IARC’s conclusion that glyphosate could lead to some cancers in workers who handled the herbicide is at odds with the findings of every major regulatory and oversight body that has reviewed the evidence or studied it directly. [See GLP Infographic: Global regulatory and health research agencies on whether glyphosate causes cancer]

The Politico graphic focused much of its attention on prevalence and concentrations. It presented a number of studies that showed prevalence of glyphosate (or its metabolites) in urine, food, soil and wildlife habitats.

  • A urine study conducted at UC San Diego showed an increase in concentrations but no health effects (though a university press release quoted one of the researchers as saying that health effects were possible, without any citations).
  • The food studies were conducted by the EPA, which found glyphosate levels well below federal standards (which was cited correctly by Politico), and by the anti-GMO activist group Environmental Working Group, which claimed to find glyphosate in oat-based cereals and granola bars. In the EWG example, Politico didn’t point out that the levels found were extremely low. In toxicology, levels are more important than pure presence of a potential toxin.
  • A soil study in the Journal of Agriculture and Food Chemistry and another in Pest Management Science were cited as showing glyphosate residues in soils, but as even Politico pointed out that the chemical breaks down relatively quickly, and it does not affect mineral content and crop diseases. The Pest Management study, Politico notes, showed minor soil chemistry effects that were largely offset by no-till practices made possible by using glyphosate and glyphosate-resistant crops.
  • In the chart, Politico also mentions that “under pressure from the GAO,” the FDA began testing for glyphosate in eggs, soy, milk and corn. What Politico left out was the fact that the FDA studied a range of herbicides and other pesticides and found nothing that violated federal health limits or posed any health threats, and that some foods had no pesticide residues at all.
  • Shorter pregnancies: Prominent space is given to a single study that also studied glyphosate in urine, this time in 71 pregnant women in Indiana. The study, which found a correlation of sorts between urine glyphosate concentrations (between 0.5 and 6 micrograms per liter, or parts per billion) and shortened gestational times, also didn’t find any health effects, a fact left out by the Politico graphic.
  • Cancer: Politico states that regulatory agencies worldwide have found through their own work and that of legitimate scientists that glyphosate has so far posed no health risks, as seen in the GLP infographic, which they did not post.
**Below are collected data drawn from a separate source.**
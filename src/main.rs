// src/main.rs

use clap::Parser;
use tracing_subscriber::EnvFilter;

use kbm_service::cli::{self, Cli};
use kbm_service::config::{AppConfig, BoxError, LoggingConfig};

#[tokio::main]
async fn main() -> Result<(), BoxError> {
    dotenvy::dotenv().ok();

    let cli = Cli::parse();
    let config = AppConfig::load_or_default(&cli.config)?;
    init_tracing(&config.logging);

    cli::run(cli, &config).await
}

/// Логи в stderr; RUST_LOG перекрывает уровень из конфига
fn init_tracing(logging: &LoggingConfig) {
    let filter = EnvFilter::try_from_default_env()
        .unwrap_or_else(|_| EnvFilter::new(&logging.level));

    let subscriber = tracing_subscriber::fmt()
        .with_env_filter(filter)
        .with_writer(std::io::stderr);

    if logging.enable_json_output {
        subscriber.json().init();
    } else {
        subscriber.init();
    }
}
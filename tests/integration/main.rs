// tests/integration/main.rs

mod organizations;
mod store;

use kbm_service::{OrganizationService, Store, UserService};

/// Свежее хранилище в памяти и оба сервиса поверх него
pub fn setup() -> (Store, OrganizationService, UserService) {
    let store = Store::in_memory();
    let organizations = OrganizationService::new(&store);
    let users = UserService::new(&store);
    (store, organizations, users)
}
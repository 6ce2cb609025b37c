// src/store/query.rs

use crate::store::Record;

/// Порядок выдачи в запросах
#[derive(Debug, Clone, Copy, PartialEq, Eq)]
pub enum SortOrder {
    Name,
    /// Время создания, сравнивается как текст
    CreatedAt,
}

impl SortOrder {
    /// `"Name"` (с учётом регистра) — по имени, всё остальное — по времени создания
    pub fn from_order_by(order_by: &str) -> Self {
        if order_by == "Name" {
            SortOrder::Name
        } else {
            SortOrder::CreatedAt
        }
    }
}

#[derive(Debug, Clone, PartialEq, Eq)]
pub struct QuerySpec {
    pub search: Option<String>,
    pub order: SortOrder,
    pub offset: usize,
    pub limit: usize,
}

/// Страница результатов; `total` — число совпадений до пагинации
#[derive(Debug, Clone)]
pub struct Page<T> {
    pub items: Vec<T>,
    pub total: usize,
}

impl QuerySpec {
    /// Применить запрос к полному набору записей коллекции
    pub fn apply<T: Record>(&self, mut rows: Vec<T>) -> Page<T> {
        rows.sort_by_key(|r| r.id());

        let mut matching: Vec<T> = rows
            .into_iter()
            .filter(|r| r.status().is_active())
            .filter(|r| match self.search.as_deref() {
                Some(needle) => r.matches(needle),
                None => true,
            })
            .collect();

        let total = matching.len();

        // стабильная сортировка: при равных ключах сохраняется порядок id
        matching.sort_by_cached_key(|r| r.sort_key(self.order));

        let items = matching
            .into_iter()
            .skip(self.offset)
            .take(self.limit)
            .collect();

        Page { items, total }
    }
}
// src/config.rs

use serde::{Deserialize, Serialize};
use std::fs;
use std::path::Path;

pub type BoxError = Box<dyn std::error::Error + Send + Sync>;

/// Значение `db_path`, при котором данные живут только в памяти процесса
pub const IN_MEMORY_DB: &str = "memory";

#[derive(Debug, Deserialize, Serialize)]
pub struct AppConfig {
    pub db_path: String,

    /// Мастер-ключ RadDB (32 байта в hex); не нужен для `memory`
    #[serde(default)]
    pub master_key_hex: Option<String>,

    #[serde(default)]
    pub grpc_server: ServerConfig,

    #[serde(default)]
    pub logging: LoggingConfig,
}

#[derive(Debug, Deserialize, Serialize)]
pub struct ServerConfig {
    #[serde(default = "default_grpc_address")]
    pub address: String,
}

impl Default for ServerConfig {
    fn default() -> Self {
        Self {
            address: default_grpc_address(),
        }
    }
}

fn default_grpc_address() -> String {
    "127.0.0.1:50051".to_string()
}

#[derive(Debug, Deserialize, Serialize)]
pub struct LoggingConfig {
    #[serde(default = "default_log_level")]
    pub level: String,
    #[serde(default)]
    pub enable_json_output: bool,
}

impl Default for LoggingConfig {
    fn default() -> Self {
        Self {
            level: default_log_level(),
            enable_json_output: false,
        }
    }
}

fn default_log_level() -> String {
    "info".to_string()
}

impl Default for AppConfig {
    fn default() -> Self {
        Self {
            db_path: IN_MEMORY_DB.to_string(),
            master_key_hex: None,
            grpc_server: ServerConfig::default(),
            logging: LoggingConfig::default(),
        }
    }
}

impl AppConfig {
    pub fn load<P: AsRef<Path>>(path: P) -> Result<Self, BoxError> {
        let content = fs::read_to_string(path)?;
        let config: Self = serde_yaml::from_str(&content)?;
        Ok(config)
    }

    /// Загрузить конфиг, если файл есть; иначе — значения по умолчанию
    pub fn load_or_default<P: AsRef<Path>>(path: P) -> Result<Self, BoxError> {
        if path.as_ref().exists() {
            Self::load(path)
        } else {
            Ok(Self::default())
        }
    }

    pub fn save<P: AsRef<Path>>(&self, path: P) -> Result<(), BoxError> {
        let content = serde_yaml::to_string(self)?;
        fs::write(path, content)?;
        Ok(())
    }

    pub fn uses_memory_store(&self) -> bool {
        self.db_path == IN_MEMORY_DB
    }
}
It also notes an EPA review finding no association with cancer, but “the risk of NHL (non-Hodgkin’s lymphoma) could not be determined.” It ignores, however, the largest ever relevant study, the Agricultural Health Study of more than 44,000 pesticide applicators, which found no significant link between glyphosate exposure and elevate cancer incidence among those with greatest exposure.
  • Politico also introduced a meta-analysis that showed that “heavy exposure of glyphosate increases incidences of NHL by 41 percent,” without mentioning that the meta-analysis of that figure had a sample size of exactly six and was culled from a larger study which did not support such a finding overall. That study was sharply criticizedcby mainstream scientists because of its flawed design.

In the tall grass

Much space is given to the fact that “farmers often use GBH [glyphosate-based herbicide] in concert with genetically engineered crops,” and that “a rapidly growing number of weed species have grown resistant to glyphosate, prompting farmers to use multiple insecticides.” That is accurate, but out of context. So-called “superweeds” result from the use of any and all chemicals, as weeds develop resistance to anything that tries to kill them. This normal evolutionary adaption among plants, which can’t run away or fight off predators physically, is by no means unique to glyphosate. [Read GLP’s GMO FAQ “What are ‘Superweeds’?]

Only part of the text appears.